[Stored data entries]
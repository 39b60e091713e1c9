//! Single-line compaction and merging.
//!
//! Every directional move is built from [`reduce`] applied to four lines.
//! The functions here only know "towards index 0"; Right/Down callers reverse
//! the line before and after (see [`reduce_towards`]).

use super::state::{Line, Move, SIZE};

/// Remove zeros, keep the order of the remaining tiles, pad with zeros on the right.
pub fn compact(line: Line) -> Line {
    let mut out = [0; SIZE];
    for (slot, tile) in out.iter_mut().zip(line.into_iter().filter(|&t| t != 0)) {
        *slot = tile;
    }
    out
}

/// Merge equal non-zero neighbours, left to right, once per pair.
///
/// The left cell doubles and the right cell becomes empty. A cell that was
/// consumed by a merge is skipped, so `[2, 2, 2, 2]` yields `[4, 0, 4, 0]`.
pub fn merge(mut line: Line) -> Line {
    let mut idx = 0;
    while idx + 1 < SIZE {
        if line[idx] != 0 && line[idx] == line[idx + 1] {
            line[idx] = line[idx].saturating_mul(2);
            line[idx + 1] = 0;
            idx += 2;
        } else {
            idx += 1;
        }
    }
    line
}

/// `compact(merge(compact(line)))`: one full slide towards index 0.
#[inline]
pub fn reduce(line: Line) -> Line {
    compact(merge(compact(line)))
}

/// [`reduce`] in the direction of `dir`, with the line given in grid order.
#[inline]
pub fn reduce_towards(mut line: Line, dir: Move) -> Line {
    if dir.is_reversed() {
        line.reverse();
        let mut out = reduce(line);
        out.reverse();
        out
    } else {
        reduce(line)
    }
}
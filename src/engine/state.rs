use rand::Rng;
use std::fmt;

use super::ops;

pub(crate) type Tile = u64;
pub(crate) type Score = u64;

/// Side length of the grid. Rows and columns are always this long.
pub const SIZE: usize = 4;

/// One row or one materialized column, read in grid order.
pub type Line = [Tile; SIZE];

/// A direction to move/merge tiles.
#[derive(Debug, Clone, Copy, PartialEq, Eq, Hash)]
pub enum Move {
    Up,
    Down,
    Left,
    Right,
}

impl Move {
    /// Every direction, in the order the command keys are listed (w, s, a, d).
    pub const ALL: [Move; 4] = [Move::Up, Move::Down, Move::Left, Move::Right];

    /// Map a command key to a direction: `w` up, `a` left, `s` down, `d` right.
    pub fn from_key(key: char) -> Option<Move> {
        match key {
            'w' => Some(Move::Up),
            'a' => Some(Move::Left),
            's' => Some(Move::Down),
            'd' => Some(Move::Right),
            _ => None,
        }
    }

    /// Left/Right act on rows, Up/Down on columns.
    #[inline]
    pub(crate) fn is_horizontal(self) -> bool {
        matches!(self, Move::Left | Move::Right)
    }

    /// Right/Down reduce the reversed line and reverse the result back.
    #[inline]
    pub(crate) fn is_reversed(self) -> bool {
        matches!(self, Move::Right | Move::Down)
    }
}

/// A 4x4 grid of tile values, row-major. `0` is an empty cell.
///
/// `Grid` is a plain `Copy` value: every copy is an independent snapshot, so
/// holding one (e.g. in undo history) never aliases the live board.
#[derive(Clone, Copy, PartialEq, Eq, Hash, Default)]
pub struct Grid(pub(crate) [[Tile; SIZE]; SIZE]);

impl Grid {
    /// A constant empty grid (all zeros).
    pub const EMPTY: Grid = Grid([[0; SIZE]; SIZE]);

    /// Construct a `Grid` from row-major cell values.
    #[inline]
    pub fn from_rows(rows: [[Tile; SIZE]; SIZE]) -> Self {
        Grid(rows)
    }

    /// Consume this `Grid`, returning its rows.
    #[inline]
    pub fn into_rows(self) -> [[Tile; SIZE]; SIZE] {
        self.0
    }

    /// Borrow the rows of this `Grid`.
    #[inline]
    pub fn rows(&self) -> &[[Tile; SIZE]; SIZE] {
        &self.0
    }

    /// Value at (`row`, `col`). Panics when either index is out of range.
    #[inline]
    pub fn get(&self, row: usize, col: usize) -> Tile {
        self.0[row][col]
    }

    /// Overwrite the value at (`row`, `col`). Panics when either index is out of range.
    #[inline]
    pub fn set(&mut self, row: usize, col: usize, value: Tile) {
        self.0[row][col] = value;
    }

    /// Iterate over all cell values in row-major order.
    pub fn cells(&self) -> impl Iterator<Item = Tile> + '_ {
        self.0.iter().flat_map(|row| row.iter().copied())
    }

    /// Coordinates of every empty cell, row-major.
    pub fn empty_cells(&self) -> Vec<(usize, usize)> {
        let mut empty = Vec::with_capacity(SIZE * SIZE);
        for (r, row) in self.0.iter().enumerate() {
            for (c, &tile) in row.iter().enumerate() {
                if tile == 0 {
                    empty.push((r, c));
                }
            }
        }
        empty
    }

    /// Count the number of empty cells on the grid.
    #[inline]
    pub fn count_empty(&self) -> usize {
        self.cells().filter(|&t| t == 0).count()
    }

    /// Sum of every cell on the grid.
    ///
    /// ```
    /// use slide_2048::engine::Grid;
    /// let g = Grid::from_rows([[2, 2, 0, 0], [0; 4], [0; 4], [0, 0, 0, 4]]);
    /// assert_eq!(g.score(), 8);
    /// ```
    #[inline]
    pub fn score(self) -> Score {
        ops::get_score(self)
    }

    /// Slide/merge every line in `dir` (no random insert).
    ///
    /// Returns the new grid and whether any cell changed.
    ///
    /// ```
    /// use slide_2048::engine::{Grid, Move};
    /// let g = Grid::from_rows([[2, 2, 0, 0], [0; 4], [0; 4], [0; 4]]);
    /// let (next, changed) = g.shift(Move::Left);
    /// assert!(changed);
    /// assert_eq!(next.rows()[0], [4, 0, 0, 0]);
    /// ```
    #[inline]
    pub fn shift(self, dir: Move) -> (Self, bool) {
        ops::shift(self, dir)
    }

    /// Insert a 2 (90%) or 4 (10%) into a uniformly chosen empty cell, using the provided RNG.
    ///
    /// A full grid is returned unchanged.
    ///
    /// ```
    /// use slide_2048::engine::Grid;
    /// use rand::{SeedableRng, rngs::StdRng};
    /// let mut rng = StdRng::seed_from_u64(42);
    /// let g = Grid::EMPTY.with_random_tile(&mut rng);
    /// assert_eq!(g.count_empty(), 15);
    /// ```
    #[inline]
    pub fn with_random_tile<R: Rng + ?Sized>(self, rng: &mut R) -> Self {
        ops::spawn_tile(self, rng)
    }

    /// Shift in `direction`, then insert a random tile if the shift changed the grid.
    #[inline]
    pub fn make_move<R: Rng + ?Sized>(self, direction: Move, rng: &mut R) -> Self {
        match self.shift(direction) {
            (moved, true) => moved.with_random_tile(rng),
            (_, false) => self,
        }
    }

    /// Copy row `idx` or column `idx` out of the grid, depending on `dir`.
    #[inline]
    pub(crate) fn line(&self, dir: Move, idx: usize) -> Line {
        if dir.is_horizontal() {
            self.0[idx]
        } else {
            [self.0[0][idx], self.0[1][idx], self.0[2][idx], self.0[3][idx]]
        }
    }

    /// Write `line` back at row `idx` or column `idx`, depending on `dir`.
    #[inline]
    pub(crate) fn set_line(&mut self, dir: Move, idx: usize, line: Line) {
        if dir.is_horizontal() {
            self.0[idx] = line;
        } else {
            for (row, tile) in self.0.iter_mut().zip(line) {
                row[idx] = tile;
            }
        }
    }
}

impl fmt::Debug for Grid {
    fn fmt(&self, f: &mut fmt::Formatter<'_>) -> fmt::Result {
        write!(f, "Grid({:?})", self.0)
    }
}

/// Tab-separated rows, `.` for empty cells.
impl fmt::Display for Grid {
    fn fmt(&self, f: &mut fmt::Formatter<'_>) -> fmt::Result {
        for row in &self.0 {
            for &tile in row {
                if tile == 0 {
                    write!(f, ".\t")?;
                } else {
                    write!(f, "{}\t", tile)?;
                }
            }
            writeln!(f)?;
        }
        Ok(())
    }
}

#### TASK GOAL
Beginning with the first line above, could you copy every line exactly, up to and including the one with "let mut out = [0; SIZE];"?

#### SOLVED EXERCISE
repository 39b60e091713e1c9
//! Single-line compaction and merging.
//!
//! Every directional move is built from [`reduce`] applied to four lines.
//! The functions here only know "towards index 0"; Right/Down callers reverse
//! the line before and after (see [`reduce_towards`]).

use super::state::{Line, Move, SIZE};

/// Remove zeros, keep the order of the remaining tiles, pad with zeros on the right.
pub fn compact(line: Line) -> Line {
    let mut out = [0; SIZE];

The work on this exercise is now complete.